Scritto intorno al 1922 e pubblicato postumo, e incompleto, nel 1926, Il Castello è tra romanzi di Kafka quello che ha subito più esegesi, diverse e non sempre complementari, a comincare da quella religiosa (la più discutibile) del suo amico, nonchè curatore delle sue opere, Max Brod.
L’adattamento teatrale presentato da La Compagnia dei Masnadieri a cura di Massimo Roberto Beato dal titolo Il castello di K. espunge moltissimo del materiale narrativa originale ricavandone un racconto claustrofobico dove lo spazio teatrale non perde mai i connotati dell'osteria dove si apre il racconto.
Se da un lato la riduzione del materiale kafkiano porta a un nucleo coerente di temi e fatti, la messinscena sofrre di un registro naturalistico che concentra l'attenzione più sull'evolversi della storia che sulla statura universalistica che le vicende del romanzo assumono e che son state così abbondantemente estrapolate nel corso dei decenni dai vari esegeti di un romanzo che rimane ancora oggi privo di una unica e definitiva chiave di lettura.
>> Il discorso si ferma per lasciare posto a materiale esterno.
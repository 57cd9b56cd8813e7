//! Connection state machine for a single live session.
//!
//! `Session` performs no I/O. It decides what goes onto the outbound channel
//! of the current transport and which events the owner sees. Every mutation
//! happens under the one lock held by [`super::ProtocolClient`], so capture
//! and the transport task never interleave inside a transition.
//!
//! Each connection attempt gets a fresh transport id. Callbacks carrying an
//! older id belong to a torn-down transport and are ignored.

use super::codec::{CodecError, OutboundMessage, ServerMessage};
use super::pending::PendingAudioQueue;
use super::types::{ConnectionState, InboundEvent};
use crate::audio::AudioChunk;
use crate::config::LiveConfig;
use tokio::sync::mpsc::{self, UnboundedReceiver, UnboundedSender};

pub type TransportId = u64;

/// WebSocket close code for a normal closure
const NORMAL_CLOSE: u16 = 1000;

struct TransportHandle {
    id: TransportId,
    outbound: UnboundedSender<OutboundMessage>,
}

pub struct Session {
    state: ConnectionState,
    transport: Option<TransportHandle>,
    pending: PendingAudioQueue,
    setup: OutboundMessage,
    setup_sent: bool,
    last_id: TransportId,
    events: UnboundedSender<InboundEvent>,
}

impl Session {
    pub fn new(config: &LiveConfig, events: UnboundedSender<InboundEvent>) -> Self {
        Self {
            state: ConnectionState::Disconnected,
            transport: None,
            pending: PendingAudioQueue::default(),
            setup: OutboundMessage::setup(config.model.clone(), config.system_prompt.clone()),
            setup_sent: false,
            last_id: 0,
            events,
        }
    }

    pub fn state(&self) -> ConnectionState {
        self.state
    }

    pub fn pending_len(&self) -> usize {
        self.pending.len()
    }

    /// Allocate a transport for a new connection attempt.
    /// Returns `None` while a transport already exists.
    pub fn begin_connect(&mut self) -> Option<(TransportId, UnboundedReceiver<OutboundMessage>)> {
        if let Some(transport) = &self.transport {
            log::debug!(
                "🔌 connect() ignored, transport {} is still live ({})",
                transport.id,
                self.state
            );
            return None;
        }

        self.last_id += 1;
        let (outbound, outbound_rx) = mpsc::unbounded_channel();
        self.transport = Some(TransportHandle {
            id: self.last_id,
            outbound,
        });
        self.setup_sent = false;
        self.set_state(ConnectionState::Connecting);
        Some((self.last_id, outbound_rx))
    }

    /// Transport reported open. Sends `setup` once and waits for `setupComplete`.
    /// Returns `false` when `id` no longer owns the session and should be closed.
    pub fn transport_opened(&mut self, id: TransportId) -> bool {
        if !self.is_current(id) {
            log::debug!("🔌 Transport {} opened after teardown, closing it", id);
            return false;
        }
        if self.setup_sent {
            return true;
        }

        let setup = self.setup.clone();
        if self.transmit(setup) {
            self.setup_sent = true;
            self.set_state(ConnectionState::AwaitingSetup);
            self.emit(InboundEvent::Connected);
        }
        true
    }

    /// Interpret one decoded inbound frame.
    pub fn handle_frame(&mut self, id: TransportId, frame: Result<ServerMessage, CodecError>) {
        if !self.is_current(id) {
            return;
        }

        let message = match frame {
            Ok(message) => message,
            Err(e) => {
                log::warn!("⚠️  Ignoring undecodable frame: {}", e);
                self.emit(InboundEvent::ProtocolError {
                    message: e.to_string(),
                });
                return;
            }
        };

        match message {
            ServerMessage::SetupComplete => self.setup_complete(),
            ServerMessage::Error { code, message } => {
                log::error!("❌ Server error {} in state {}: {}", code, self.state, message);
                self.emit(InboundEvent::ServerError { code, message });
            }
            ServerMessage::Unrecognized => {
                log::debug!("Ignoring unrecognized server message");
            }
            content @ ServerMessage::ServerContent(_) => self.emit_all(content.into_events()),
        }
    }

    fn setup_complete(&mut self) {
        if self.state != ConnectionState::AwaitingSetup {
            log::warn!("⚠️  setupComplete received in state {}, ignoring", self.state);
            return;
        }

        self.set_state(ConnectionState::Ready);
        self.emit(InboundEvent::SetupComplete);

        let queued = self.pending.drain();
        if !queued.is_empty() {
            log::info!("📤 Flushing {} queued audio chunks", queued.len());
        }
        for chunk in queued {
            self.transmit(OutboundMessage::audio(&chunk));
        }
    }

    /// Send a captured chunk now when ready, otherwise hold it for the flush.
    pub fn submit_audio(&mut self, chunk: AudioChunk) {
        if chunk.is_empty() {
            return;
        }
        if self.state.can_stream() {
            log::trace!("📤 Sending {} bytes of audio", chunk.len());
            self.transmit(OutboundMessage::audio(&chunk));
            return;
        }

        if self.pending.push(chunk).is_some() {
            log::trace!("Pending audio full, dropped oldest chunk");
        }
    }

    /// Mark the end of the user's turn. Only valid when ready.
    pub fn request_turn_end(&mut self) {
        if !self.state.can_stream() {
            log::warn!("⚠️  Turn end requested in state {}", self.state);
            self.emit(InboundEvent::InvalidOperation {
                message: format!("Cannot end turn while {}", self.state),
            });
            return;
        }
        log::debug!("📤 Sending turn boundary");
        self.transmit(OutboundMessage::TurnBoundary);
    }

    /// Tear down from any state. Idempotent.
    pub fn disconnect(&mut self) {
        let was_live = self.state != ConnectionState::Disconnected || self.transport.is_some();

        if let Some(transport) = self.transport.take() {
            // Dropping the sender makes the transport task close the socket
            self.set_state(ConnectionState::Closing);
            drop(transport);
        }
        self.reset();

        if was_live {
            self.emit(InboundEvent::Disconnected);
        }
    }

    /// Server closed the connection. Any close code other than a normal
    /// closure is reported as a transport error before `Disconnected`.
    pub fn transport_closed(&mut self, id: TransportId, close: Option<(u16, String)>) {
        if !self.is_current(id) {
            return;
        }
        match close {
            Some((code, reason)) if code != NORMAL_CLOSE => {
                let message = format!("{} {}", code, reason).trim_end().to_string();
                log::error!("❌ Server closed the connection: {}", message);
                self.emit(InboundEvent::TransportError { message });
            }
            Some((_, reason)) if !reason.is_empty() => {
                log::info!("🔌 Server closed the connection: {}", reason)
            }
            _ => log::info!("🔌 Server closed the connection"),
        }
        self.transport = None;
        self.reset();
        self.emit(InboundEvent::Disconnected);
    }

    /// Connection failed to open or broke.
    pub fn transport_lost(&mut self, id: TransportId, reason: String) {
        if !self.is_current(id) {
            return;
        }
        log::error!("❌ Transport failure in state {}: {}", self.state, reason);
        self.emit(InboundEvent::TransportError { message: reason });
        self.transport = None;
        self.reset();
        self.emit(InboundEvent::Disconnected);
    }

    /// An outbound message could not be written to the socket.
    pub fn send_failed(&mut self, id: TransportId, reason: String) {
        if !self.is_current(id) {
            return;
        }
        log::error!("❌ Send failed: {}", reason);
        self.emit(InboundEvent::SendFailure { message: reason });
    }

    fn transmit(&mut self, message: OutboundMessage) -> bool {
        if message.requires_ready() && !self.state.can_stream() {
            log::error!("❌ Refusing to send {} in state {}", message.kind(), self.state);
            self.emit(InboundEvent::InvalidOperation {
                message: format!("Cannot send {} while {}", message.kind(), self.state),
            });
            return false;
        }

        let kind = message.kind();
        let result = match &self.transport {
            Some(transport) => transport
                .outbound
                .send(message)
                .map_err(|_| "transport task has exited".to_string()),
            None => Err("no open transport".to_string()),
        };

        match result {
            Ok(()) => true,
            Err(reason) => {
                log::error!("❌ Could not queue {}: {}", kind, reason);
                self.emit(InboundEvent::SendFailure { message: reason });
                false
            }
        }
    }

    fn reset(&mut self) {
        self.pending.clear();
        self.setup_sent = false;
        self.set_state(ConnectionState::Disconnected);
    }

    fn is_current(&self, id: TransportId) -> bool {
        self.transport.as_ref().is_some_and(|t| t.id == id)
    }

    fn set_state(&mut self, state: ConnectionState) {
        if self.state != state {
            log::info!("🔄 Session state: {} → {}", self.state, state);
            self.state = state;
        }
    }

    fn emit(&self, event: InboundEvent) {
        if self.events.send(event).is_err() {
            log::trace!("Event receiver dropped");
        }
    }

    fn emit_all(&self, events: Vec<InboundEvent>) {
        for event in events {
            self.emit(event);
        }
    }
}
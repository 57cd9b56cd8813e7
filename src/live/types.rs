//! Session state and the typed events delivered to the caller

use strum::{Display, EnumString};

/// Lifecycle of the single live session
#[derive(Debug, Clone, Copy, PartialEq, Eq, Default, Display, EnumString)]
pub enum ConnectionState {
    #[default]
    Disconnected,
    Connecting,
    /// Transport open, `setup` sent, waiting for `setupComplete`
    AwaitingSetup,
    Ready,
    Closing,
}

impl ConnectionState {
    /// Audio and turn messages may only be transmitted in this state.
    pub fn can_stream(&self) -> bool {
        matches!(self, ConnectionState::Ready)
    }
}

/// Everything the session reports to its owner, in arrival order
#[derive(Debug, Clone, PartialEq)]
pub enum InboundEvent {
    /// Transport is open and setup has been sent
    Connected,
    /// Server accepted the setup; audio now flows directly
    SetupComplete,
    /// One text part of the model turn
    Transcript { text: String },
    /// One inline audio part of the model turn, already base64-decoded
    AudioOutput { data: Vec<u8>, mime_type: String },
    /// User barged in; stop playback now
    Interrupted,
    TurnComplete,
    /// Error object sent by the remote service
    ServerError { code: i64, message: String },
    /// Connection failed to open or dropped
    TransportError { message: String },
    Disconnected,
    /// Frame that could not be decoded
    ProtocolError { message: String },
    /// Outbound message could not be handed to the transport
    SendFailure { message: String },
    /// Operation not allowed in the current state
    InvalidOperation { message: String },
}

impl InboundEvent {
    /// Failures, as opposed to lifecycle or content events
    pub fn is_error(&self) -> bool {
        matches!(
            self,
            InboundEvent::ServerError { .. }
                | InboundEvent::TransportError { .. }
                | InboundEvent::ProtocolError { .. }
                | InboundEvent::SendFailure { .. }
                | InboundEvent::InvalidOperation { .. }
        )
    }

    /// Text shown to the user for error events
    pub fn error_message(&self) -> Option<String> {
        match self {
            InboundEvent::ServerError { code, message } => Some(format!("{} ({})", message, code)),
            InboundEvent::TransportError { message }
            | InboundEvent::ProtocolError { message }
            | InboundEvent::SendFailure { message }
            | InboundEvent::InvalidOperation { message } => Some(message.clone()),
            _ => None,
        }
    }
}

#[cfg(test)]
mod tests {
    use super::*;
    use std::str::FromStr;

    #[test]
    fn test_state_display() {
        assert_eq!(ConnectionState::AwaitingSetup.to_string(), "AwaitingSetup");
        assert_eq!(
            ConnectionState::from_str("Ready").unwrap(),
            ConnectionState::Ready
        );
        assert_eq!(ConnectionState::default(), ConnectionState::Disconnected);
    }

    #[test]
    fn test_only_ready_streams() {
        assert!(ConnectionState::Ready.can_stream());
        for state in [
            ConnectionState::Disconnected,
            ConnectionState::Connecting,
            ConnectionState::AwaitingSetup,
            ConnectionState::Closing,
        ] {
            assert!(!state.can_stream(), "{} should not stream", state);
        }
    }

    #[test]
    fn test_error_classification() {
        let error = InboundEvent::ServerError {
            code: 403,
            message: "bad key".into(),
        };
        assert!(error.is_error());
        assert_eq!(error.error_message().unwrap(), "bad key (403)");
        assert!(!InboundEvent::TurnComplete.is_error());
        assert_eq!(InboundEvent::Connected.error_message(), None);
    }
}
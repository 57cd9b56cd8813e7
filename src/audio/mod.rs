pub mod capture;
pub mod channel;
pub mod chunk;
pub mod playback;

pub use capture::{
    AudioCapture, AudioCaptureConfig, AudioCaptureError, AudioDeviceInfo, ChunkConsumer,
};
pub use channel::ChannelExtractor;
pub use chunk::{AudioChunk, AudioFormat, INPUT_SAMPLE_RATE, OUTPUT_SAMPLE_RATE};
pub use playback::{AudioError, AudioSink, CpalPlayback, PlaybackConfig};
Quella onirica e iperuranica proposta da La Compagnia dei Masnadieri ci pare più preoccupata a far quadrare il racconto dandogli una spiegazione logica (la vita è un sogno dalla quale ci svegliamo morendo, noto aforisma di Virginia Woolf) piuttosto che raccogliere qualcuna delle suggestioni che il testo offre (la burocrazia come metafora del potere, o della condizione umana, o dei rapporti padre figlio, tanto per citare qualcuna tra le più note) che rimangono soffocate da una messinscena che non riesce a prescindere mai da se stessa.
La recitazione nonostante si basi su registri interpretativi vari, tra di loro concorrenti per non dire contraddittori (si va dalla recitazione disinvolta dell'Agrimensore a quella impostata dell'oste) si attesta sempre su un baricentro naturalistico con infelici escursioni nell'ironia - quando il figlio del portiere del castello rifà il verso del telefono mentre compone i numeri mimando i giri del disco combinatore... - un uso improvviso e improvvisamente abbandonato di marionette e maschere (che una volta indossate richiedono un preciso linguaggio del corpo qui totalmente assente) senza mai affrancarsi dalla preoccupazione di restituire un'atmosfera gotica con tanto di macchina del fumo per evocare la nebbia.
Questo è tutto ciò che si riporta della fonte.